Sasnauskas K V, Gedminene G K, Markiavichius A I, Naktinis V I, Ianulaĭtis A A
Genetika. 1986 Apr;22(4):549-56.
ADE1 gene of Saccharomyces cerevisiae codes for the primary structure of SAICAR-synthetase. Mutational changes of ADE1 gene result in the accumulation of red pigment in cells. Colour differences, thus, serve as a basis for the selection of mutants or transformants. ADE1 gene was cloned as a 4.0 kb HindIII fragment of yeast DNA in a shuttle vector by complementing the ade1 mutation in yeast. The study of ADE1 gene expression in Escherichia coli showed that the 4.0 kb fragment containing the ADE1 gene does not complement purC mutations in E. coli.
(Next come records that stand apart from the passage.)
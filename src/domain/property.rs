use chrono::NaiveDateTime;
use serde::{Deserialize, Serialize};

use crate::domain::types::{
    ImageUrl, OwnerId, Price, PropertyAddress, PropertyDescription, PropertyId, PropertyName,
    PropertyType, RoomCount, SquareMeters,
};

/// A persisted property listing.
#[derive(Clone, Debug, Serialize, Deserialize, PartialEq)]
pub struct Property {
    pub id: PropertyId,
    pub owner_id: OwnerId,
    pub name: PropertyName,
    pub address: PropertyAddress,
    pub price: Price,
    pub image_url: ImageUrl,
    pub description: Option<PropertyDescription>,
    pub bedrooms: Option<RoomCount>,
    pub bathrooms: Option<RoomCount>,
    pub square_meters: Option<SquareMeters>,
    pub property_type: PropertyType,
    pub is_available: bool,
    pub created_at: NaiveDateTime,
    pub updated_at: NaiveDateTime,
}

impl Property {
    /// Returns the writable part of the record.
    pub fn to_new_property(&self) -> NewProperty {
        NewProperty {
            owner_id: self.owner_id.clone(),
            name: self.name.clone(),
            address: self.address.clone(),
            price: self.price,
            image_url: self.image_url.clone(),
            description: self.description.clone(),
            bedrooms: self.bedrooms,
            bathrooms: self.bathrooms,
            square_meters: self.square_meters,
            property_type: self.property_type,
            is_available: self.is_available,
        }
    }
}

/// Writable fields of a property.
///
/// Used both for inserts and for full-record replacements: every field is
/// written, absent optionals clear the stored value.
#[derive(Clone, Debug, Serialize, Deserialize, PartialEq)]
pub struct NewProperty {
    pub owner_id: OwnerId,
    pub name: PropertyName,
    pub address: PropertyAddress,
    pub price: Price,
    pub image_url: ImageUrl,
    pub description: Option<PropertyDescription>,
    pub bedrooms: Option<RoomCount>,
    pub bathrooms: Option<RoomCount>,
    pub square_meters: Option<SquareMeters>,
    pub property_type: PropertyType,
    pub is_available: bool,
}

impl NewProperty {
    /// Creates an available listing with only the mandatory fields set.
    #[must_use]
    pub fn new(
        owner_id: OwnerId,
        name: PropertyName,
        address: PropertyAddress,
        price: Price,
        image_url: ImageUrl,
        property_type: PropertyType,
    ) -> Self {
        Self {
            owner_id,
            name,
            address,
            price,
            image_url,
            description: None,
            bedrooms: None,
            bathrooms: None,
            square_meters: None,
            property_type,
            is_available: true,
        }
    }

    #[must_use]
    pub fn with_description(mut self, description: PropertyDescription) -> Self {
        self.description = Some(description);
        self
    }

    #[must_use]
    pub fn with_rooms(mut self, bedrooms: RoomCount, bathrooms: RoomCount) -> Self {
        self.bedrooms = Some(bedrooms);
        self.bathrooms = Some(bathrooms);
        self
    }

    #[must_use]
    pub fn with_square_meters(mut self, square_meters: SquareMeters) -> Self {
        self.square_meters = Some(square_meters);
        self
    }

    #[must_use]
    pub fn available(mut self, is_available: bool) -> Self {
        self.is_available = is_available;
        self
    }
}
//! Service layer: the operations callers use to search and maintain the catalog.

use thiserror::Error;

use crate::forms::FormError;
use crate::repository::errors::RepositoryError;

pub mod property;

#[derive(Debug, Error)]
pub enum ServiceError {
    /// The store could not be reached or failed to execute the request.
    #[error("repository error: {0}")]
    Repository(#[from] RepositoryError),

    #[error("type constraint violated: {0}")]
    TypeConstraint(String),

    /// Caller input was rejected before reaching the store.
    #[error("form error: {0}")]
    Form(String),
}

pub type ServiceResult<T> = Result<T, ServiceError>;

impl From<FormError> for ServiceError {
    fn from(err: FormError) -> Self {
        ServiceError::Form(err.to_string())
    }
}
However, prototrophic colonies appeared at a frequency of 10(-7)-10(-8) after incubating clones bearing the recombinant plasmid with ADE1 gene on selective media. The plasmid DNA isolated from such clones complements the purC mutation in E. coli and the ade1 mutation in S. cerevisiae. Structural analysis of the plasmid demonstrated that the cloned DNA fragment contained an additional insertion of the bacterial origin. Further restriction enzyme analysis proved the insertion to be the bacterial element IS1. Expression of the cloned ADE1 gene in S. cerevisiae is controlled by its own promoter, whereas in E. coli it is controlled by the IS1 bacterial element.
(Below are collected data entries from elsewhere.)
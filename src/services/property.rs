//! Search and maintenance operations over property listings.
//!
//! Search input is never rejected here: pagination is clamped and unusable
//! filter values are dropped (see [`FilterSpec`]). Lookups by a malformed id
//! report "not found" rather than an error. Only store failures surface as
//! [`ServiceError`]s.

use crate::domain::filter::FilterSpec;
use crate::domain::property::{NewProperty, Property};
use crate::domain::types::PropertyId;
use crate::dto::property::{PropertyDetail, PropertyListItem};
use crate::forms::property::PropertyForm;
use crate::pagination::PageResult;
use crate::repository::{PropertyListQuery, PropertyReader, PropertyWriter};
use crate::services::{ServiceError, ServiceResult};

fn parse_id(id: &str) -> Option<PropertyId> {
    match id.parse::<PropertyId>() {
        Ok(id) => Some(id),
        Err(_) => {
            log::debug!("Ignoring malformed property id `{id}`");
            None
        }
    }
}

/// Returns one page of properties matching `spec`, newest first.
pub fn search_properties<R>(repo: &R, spec: &FilterSpec) -> ServiceResult<PageResult<Property>>
where
    R: PropertyReader + ?Sized,
{
    let request = spec.page_request();
    let filter = spec.filter();

    log::debug!(
        "Searching properties: page {} size {} with {} constraint(s)",
        request.page_number,
        request.page_size,
        filter.predicates().len()
    );

    let (total, items) = repo
        .search_properties(PropertyListQuery::new(filter).paginate(request))
        .map_err(|err| {
            log::error!("Failed to search properties: {err}");
            err
        })?;

    Ok(PageResult::new(items, request, total))
}

/// Same as [`search_properties`] but shaped for the catalog grid.
pub fn list_properties<R>(
    repo: &R,
    spec: &FilterSpec,
) -> ServiceResult<PageResult<PropertyListItem>>
where
    R: PropertyReader + ?Sized,
{
    Ok(search_properties(repo, spec)?.map(PropertyListItem::from))
}

/// Fetches a property; malformed ids are reported as absent.
pub fn get_property<R>(repo: &R, id: &str) -> ServiceResult<Option<Property>>
where
    R: PropertyReader + ?Sized,
{
    let Some(id) = parse_id(id) else {
        return Ok(None);
    };

    repo.get_property_by_id(id).map_err(|err| {
        log::error!("Failed to get property {id}: {err}");
        ServiceError::from(err)
    })
}

pub fn get_property_detail<R>(repo: &R, id: &str) -> ServiceResult<Option<PropertyDetail>>
where
    R: PropertyReader + ?Sized,
{
    Ok(get_property(repo, id)?.map(PropertyDetail::from))
}

/// Persists a new property. The store assigns its id and timestamps.
pub fn create_property<R>(repo: &R, new_property: &NewProperty) -> ServiceResult<Property>
where
    R: PropertyWriter + ?Sized,
{
    let created = repo.create_property(new_property).map_err(|err| {
        log::error!("Failed to create property: {err}");
        err
    })?;

    log::info!("Created property {}", created.id);
    Ok(created)
}

/// Validates the form and persists a new property.
pub fn create_property_from_form<R>(repo: &R, form: PropertyForm) -> ServiceResult<Property>
where
    R: PropertyWriter + ?Sized,
{
    let new_property = NewProperty::try_from(form).map_err(|err| {
        log::error!("Failed to validate property form: {err}");
        err
    })?;

    create_property(repo, &new_property)
}

/// Replaces every writable field of an existing property.
///
/// Returns `None` when the property does not exist; nothing is created.
pub fn update_property<R>(
    repo: &R,
    id: &str,
    property: &NewProperty,
) -> ServiceResult<Option<Property>>
where
    R: PropertyWriter + ?Sized,
{
    let Some(id) = parse_id(id) else {
        return Ok(None);
    };

    let updated = repo.replace_property(id, property).map_err(|err| {
        log::error!("Failed to update property {id}: {err}");
        err
    })?;

    if updated.is_none() {
        log::info!("Property {id} not found for update");
    }

    Ok(updated)
}

/// Validates the form and replaces the property.
pub fn update_property_from_form<R>(
    repo: &R,
    id: &str,
    form: PropertyForm,
) -> ServiceResult<Option<Property>>
where
    R: PropertyWriter + ?Sized,
{
    let property = NewProperty::try_from(form).map_err(|err| {
        log::error!("Failed to validate property form: {err}");
        err
    })?;

    update_property(repo, id, &property)
}

/// Deletes a property, returning whether anything was removed.
pub fn delete_property<R>(repo: &R, id: &str) -> ServiceResult<bool>
where
    R: PropertyWriter + ?Sized,
{
    let Some(id) = parse_id(id) else {
        return Ok(false);
    };

    let deleted = repo.delete_property(id).map_err(|err| {
        log::error!("Failed to delete property {id}: {err}");
        err
    })?;

    if deleted {
        log::info!("Deleted property {id}");
    }

    Ok(deleted)
}
//! Single-band frame type

use crate::error::{Error, Result};
use crate::frame::FrameElement;
use ndarray::{Array2, ArrayView2, ArrayViewMut2};

/// A single-band 2-D frame.
///
/// `Frame<T>` stores pixel values of type `T` in row-major order. Sensor
/// samples are unsigned on capture and cast to `f64` on read; every derived
/// quantity (reflectance, optical density, index) is a `Frame<f64>`.
#[derive(Debug, Clone, PartialEq)]
pub struct Frame<T: FrameElement> {
    /// Pixel data stored as (row, col)
    data: Array2<T>,
}

impl<T: FrameElement> Frame<T> {
    /// Create a new frame filled with zeros
    pub fn new(rows: usize, cols: usize) -> Self {
        Self {
            data: Array2::zeros((rows, cols)),
        }
    }

    /// Create a new frame filled with a specific value
    pub fn filled(rows: usize, cols: usize, value: T) -> Self {
        Self {
            data: Array2::from_elem((rows, cols), value),
        }
    }

    /// Create a frame from existing row-major data
    pub fn from_vec(data: Vec<T>, rows: usize, cols: usize) -> Result<Self> {
        if data.len() != rows * cols {
            return Err(Error::InvalidDimensions { rows, cols });
        }

        let array = Array2::from_shape_vec((rows, cols), data)
            .map_err(|e| Error::Other(e.to_string()))?;

        Ok(Self { data: array })
    }

    /// Create a frame from an ndarray
    pub fn from_array(data: Array2<T>) -> Self {
        Self { data }
    }

    /// Number of rows
    pub fn rows(&self) -> usize {
        self.data.nrows()
    }

    /// Number of columns
    pub fn cols(&self) -> usize {
        self.data.ncols()
    }

    /// Dimensions as (rows, cols)
    pub fn shape(&self) -> (usize, usize) {
        self.data.dim()
    }

    /// Total number of pixels
    pub fn len(&self) -> usize {
        self.data.len()
    }

    /// Whether the frame is empty
    pub fn is_empty(&self) -> bool {
        self.data.is_empty()
    }

    /// Get value at (row, col)
    pub fn get(&self, row: usize, col: usize) -> Result<T> {
        self.data
            .get((row, col))
            .copied()
            .ok_or(Error::IndexOutOfBounds {
                row,
                col,
                rows: self.rows(),
                cols: self.cols(),
            })
    }

    /// Get value at (row, col) without bounds checking
    ///
    /// # Safety
    /// Caller must ensure row < self.rows() and col < self.cols()
    pub unsafe fn get_unchecked(&self, row: usize, col: usize) -> T {
        unsafe { *self.data.uget((row, col)) }
    }

    /// Set value at (row, col)
    pub fn set(&mut self, row: usize, col: usize, value: T) -> Result<()> {
        if row >= self.rows() || col >= self.cols() {
            return Err(Error::IndexOutOfBounds {
                row,
                col,
                rows: self.rows(),
                cols: self.cols(),
            });
        }
        self.data[(row, col)] = value;
        Ok(())
    }

    /// Get a view of the underlying data
    pub fn view(&self) -> ArrayView2<'_, T> {
        self.data.view()
    }

    /// Get a mutable view of the underlying data
    pub fn view_mut(&mut self) -> ArrayViewMut2<'_, T> {
        self.data.view_mut()
    }

    /// Get a reference to the underlying array
    pub fn data(&self) -> &Array2<T> {
        &self.data
    }

    /// Get a mutable reference to the underlying array
    pub fn data_mut(&mut self) -> &mut Array2<T> {
        &mut self.data
    }

    /// Consume the frame and return the underlying array
    pub fn into_array(self) -> Array2<T> {
        self.data
    }

    /// Calculate basic statistics (min, max, mean over finite pixels)
    pub fn statistics(&self) -> FrameStatistics<T> {
        let mut min = None;
        let mut max = None;
        let mut sum: f64 = 0.0;
        let mut count: usize = 0;

        for &value in self.data.iter() {
            if value.is_nan_value() {
                continue;
            }

            if min.is_none() || value < min.unwrap() {
                min = Some(value);
            }
            if max.is_none() || value > max.unwrap() {
                max = Some(value);
            }

            if let Some(v) = value.to_f64() {
                sum += v;
                count += 1;
            }
        }

        let mean = if count > 0 {
            Some(sum / count as f64)
        } else {
            None
        };

        FrameStatistics {
            min,
            max,
            mean,
            valid_count: count,
            nan_count: self.len() - count,
        }
    }
}

/// Basic statistics for a frame
#[derive(Debug, Clone)]
pub struct FrameStatistics<T> {
    pub min: Option<T>,
    pub max: Option<T>,
    pub mean: Option<f64>,
    pub valid_count: usize,
    pub nan_count: usize,
}
//! # Oximap Core
//!
//! Core types and I/O for the oximap multispectral analysis library.
//!
//! This crate provides:
//! - `Frame<T>`: generic single-band 2-D frame
//! - `BandStack<T>`: band-major multi-band stack with axis normalization
//! - ROI definitions with JSON persistence
//! - Native TIFF I/O for stacks, float artifacts and RGB visualizations
//! - A periodic background recorder with cooperative cancellation

pub mod error;
pub mod frame;
pub mod io;
pub mod recorder;
pub mod roi;

pub use error::{Error, Result};
pub use frame::{BandStack, Frame, FrameElement, FrameStatistics};
pub use recorder::Recorder;
pub use roi::{Roi, RoiSet};

/// Prelude for convenient imports
pub mod prelude {
    pub use crate::error::{Error, Result};
    pub use crate::frame::{BandStack, Frame, FrameElement};
    pub use crate::roi::{Roi, RoiSet};
}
酿酒酵母的ADE1基因编码SAICAR合成酶的一级结构。ADE1基因的突变会导致细胞中红色色素的积累。因此,颜色差异可作为筛选突变体或转化体的基础。通过互补酵母中的ade1突变,将ADE1基因作为酵母DNA的4.0 kb HindIII片段克隆到穿梭载体中。对ADE1基因在大肠杆菌中的表达研究表明,含有ADE1基因的4.0 kb片段不能互补大肠杆菌中的purC突变。然而,将携带含ADE1基因重组质粒的克隆在选择性培养基上培养后,原养型菌落出现的频率为10^(-7)-10^(-8)。从这些克隆中分离出的质粒DNA可互补大肠杆菌中的purC突变和酿酒酵母中的ade1突变。对该质粒的结构分析表明,克隆的DNA片段包含一个额外的细菌来源插入片段。进一步的限制性内切酶分析证明该插入片段是细菌元件IS1。克隆的ADE1基因在酿酒酵母中的表达受其自身启动子控制,而在大肠杆菌中则受IS1细菌元件控制。